▶ Problem description:
Nothing but the lines from the start of the entries through the line containing "its display name" should appear in the answer, each given exactly.

▶ Data for analysis:
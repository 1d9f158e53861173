//! Syllabus Domain Layer
//!
//! This crate contains the curriculum model and the session logic that every
//! other layer depends upon. It has no external dependencies and defines the
//! value objects, state machines, and trait interfaces used by storage, graph
//! building, the assistant, and the CLI.
//!
//! ## Key Concepts
//!
//! - **Concept**: an atomic curriculum topic, keyed by its display name
//! - **Activity**: a learning exercise that points at one concept by name
//! - **Curriculum**: the concepts and activities of one grade, plus indexes
//! - **Tiers**: Domain ⊃ Strand ⊃ Concept, namespaced in one identifier space
//! - **Selection**: the focused concept, always null or resolvable
//! - **LearnedSet**: per grade, per domain sets of concepts marked learned
//!
//! ## Architecture
//!
//! - No external crate dependencies
//! - No I/O; loading and persistence live in `syllabus-store`
//! - Trait definitions for all external interactions

#![warn(missing_docs)]
#![warn(clippy::all)]

pub mod click;
pub mod concept;
pub mod curriculum;
pub mod learned;
pub mod progress;
pub mod selection;
pub mod tier;
pub mod traits;

// Re-exports for convenience
pub use click::ClickEvent;
pub use concept::{Activity, Concept};
pub use curriculum::{Curriculum, DataIssue};
pub use learned::LearnedSet;
pub use progress::{DomainProgress, ProgressReport};
pub use selection::Selection;
pub use tier::{NodeId, NodeTier};
//! OpenAI-compatible chat-completions provider

use crate::ollama::{backoff, http_client, DEFAULT_MAX_RETRIES, DEFAULT_TIMEOUT_SECS};
use crate::{non_empty, LlmError};
use serde::{Deserialize, Serialize};
use std::thread;
use std::time::Duration;
use syllabus_domain::traits::LlmProvider as LlmProviderTrait;
use tracing::{debug, warn};

/// Default API base URL
pub const DEFAULT_ENDPOINT: &str = "https://api.openai.com/v1";

/// Default environment variable holding the API key
pub const DEFAULT_API_KEY_ENV: &str = "OPENAI_API_KEY";

/// Provider for `/chat/completions` endpoints
pub struct OpenAiProvider {
    endpoint: String,
    model: String,
    api_key: String,
    client: reqwest::blocking::Client,
    max_retries: u32,
}

#[derive(Serialize)]
struct ChatRequest<'a> {
    model: &'a str,
    messages: [ChatMessage<'a>; 1],
}

#[derive(Serialize)]
struct ChatMessage<'a> {
    role: &'a str,
    content: &'a str,
}

#[derive(Deserialize)]
struct ChatResponse {
    choices: Vec<ChatChoice>,
}

#[derive(Deserialize)]
struct ChatChoice {
    message: ChatReply,
}

#[derive(Deserialize)]
struct ChatReply {
    #[serde(default)]
    content: Option<String>,
}

impl OpenAiProvider {
    /// Create a provider with an explicit API key
    pub fn new(
        endpoint: impl Into<String>,
        model: impl Into<String>,
        api_key: impl Into<String>,
    ) -> Self {
        Self {
            endpoint: endpoint.into().trim_end_matches('/').to_string(),
            model: model.into(),
            api_key: api_key.into(),
            client: http_client(Duration::from_secs(DEFAULT_TIMEOUT_SECS)),
            max_retries: DEFAULT_MAX_RETRIES,
        }
    }

    /// Create a provider reading the API key from `env_var`
    ///
    /// # Errors
    /// `MissingApiKey` if the variable is unset or blank.
    pub fn from_env(
        endpoint: impl Into<String>,
        model: impl Into<String>,
        env_var: &str,
    ) -> Result<Self, LlmError> {
        let key = std::env::var(env_var)
            .ok()
            .filter(|k| !k.trim().is_empty())
            .ok_or_else(|| LlmError::MissingApiKey(env_var.to_string()))?;
        Ok(Self::new(endpoint, model, key))
    }

    /// Set the maximum number of attempts
    pub fn with_max_retries(mut self, max_retries: u32) -> Self {
        self.max_retries = max_retries.max(1);
        self
    }

    /// Set the per-request timeout
    pub fn with_timeout(mut self, timeout: Duration) -> Self {
        self.client = http_client(timeout);
        self
    }

    fn parse(response: reqwest::blocking::Response) -> Result<String, LlmError> {
        let parsed: ChatResponse = response
            .json()
            .map_err(|e| LlmError::InvalidResponse(format!("Failed to parse response: {}", e)))?;
        let content = parsed
            .choices
            .into_iter()
            .next()
            .and_then(|c| c.message.content)
            .ok_or(LlmError::EmptyResponse)?;
        non_empty(content)
    }
}

impl LlmProviderTrait for OpenAiProvider {
    type Error = LlmError;

    fn generate(&self, prompt: &str) -> Result<String, Self::Error> {
        let url = format!("{}/chat/completions", self.endpoint);
        let body = ChatRequest {
            model: &self.model,
            messages: [ChatMessage {
                role: "user",
                content: prompt,
            }],
        };
        debug!("Chat completion: model={} prompt_len={}", self.model, prompt.len());

        let mut attempts = 0;
        let mut last_error = None;

        while attempts < self.max_retries {
            let sent = self
                .client
                .post(&url)
                .bearer_auth(&self.api_key)
                .json(&body)
                .send();

            match sent {
                Ok(response) if response.status().is_success() => return Self::parse(response),
                Ok(response) if response.status() == reqwest::StatusCode::NOT_FOUND => {
                    return Err(LlmError::ModelNotAvailable(self.model.clone()));
                }
                Ok(response) if response.status().is_client_error()
                    && response.status() != reqwest::StatusCode::TOO_MANY_REQUESTS =>
                {
                    let status = response.status();
                    let text = response.text().unwrap_or_default();
                    return Err(LlmError::Communication(format!("HTTP {}: {}", status, text)));
                }
                Ok(response) => {
                    let status = response.status();
                    let text = response.text().unwrap_or_default();
                    last_error = Some(LlmError::Communication(format!("HTTP {}: {}", status, text)));
                }
                Err(e) => {
                    last_error = Some(LlmError::Communication(format!("Request failed: {}", e)));
                }
            }

            attempts += 1;
            if attempts < self.max_retries {
                let delay = backoff(attempts);
                warn!("Chat completion failed (attempt {}), retrying in {:?}", attempts, delay);
                thread::sleep(delay);
            }
        }

        Err(last_error
            .unwrap_or_else(|| LlmError::Communication("Max retries exceeded".to_string())))
    }

    fn describe(&self) -> String {
        format!("openai:{} @ {}", self.model, self.endpoint)
    }
}

#[cfg(test)]
mod tests {
    use super::*;

    #[test]
    fn test_missing_api_key() {
        let result = OpenAiProvider::from_env(
            DEFAULT_ENDPOINT,
            "gpt-4o-mini",
            "SYLLABUS_TEST_KEY_THAT_IS_NEVER_SET",
        );
        match result {
            Err(LlmError::MissingApiKey(var)) => {
                assert_eq!(var, "SYLLABUS_TEST_KEY_THAT_IS_NEVER_SET")
            }
            _ => panic!("Expected MissingApiKey"),
        }
    }

    #[test]
    fn test_request_shape() {
        let body = ChatRequest {
            model: "m",
            messages: [ChatMessage {
                role: "user",
                content: "hi",
            }],
        };
        let json = serde_json::to_value(&body).unwrap();
        assert_eq!(
            json,
            serde_json::json!({"model": "m", "messages": [{"role": "user", "content": "hi"}]})
        );
    }

    #[test]
    fn test_unreachable_endpoint() {
        let provider =
            OpenAiProvider::new("http://localhost:99999/v1", "gpt-4o-mini", "k").with_max_retries(1);
        assert!(matches!(
            provider.generate("test"),
            Err(LlmError::Communication(_))
        ));
    }

    #[test]
    #[ignore] // Requires network access and OPENAI_API_KEY
    fn test_openai_generate_integration() {
        let provider =
            OpenAiProvider::from_env(DEFAULT_ENDPOINT, "gpt-4o-mini", DEFAULT_API_KEY_ENV).unwrap();
        let response = provider.generate("Say 'hello' and nothing else").unwrap();
        assert!(!response.is_empty());
    }
}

▶ Response below:
repository 1d9f158e53861173
//! Syllabus Domain Layer
//!
//! This crate contains the curriculum model and the session logic that every
//! other layer depends upon. It has no external dependencies and defines the
//! value objects, state machines, and trait interfaces used by storage, graph
//! building, the assistant, and the CLI.
//!
//! ## Key Concepts
//!
//! - **Concept**: an atomic curriculum topic, keyed by its display name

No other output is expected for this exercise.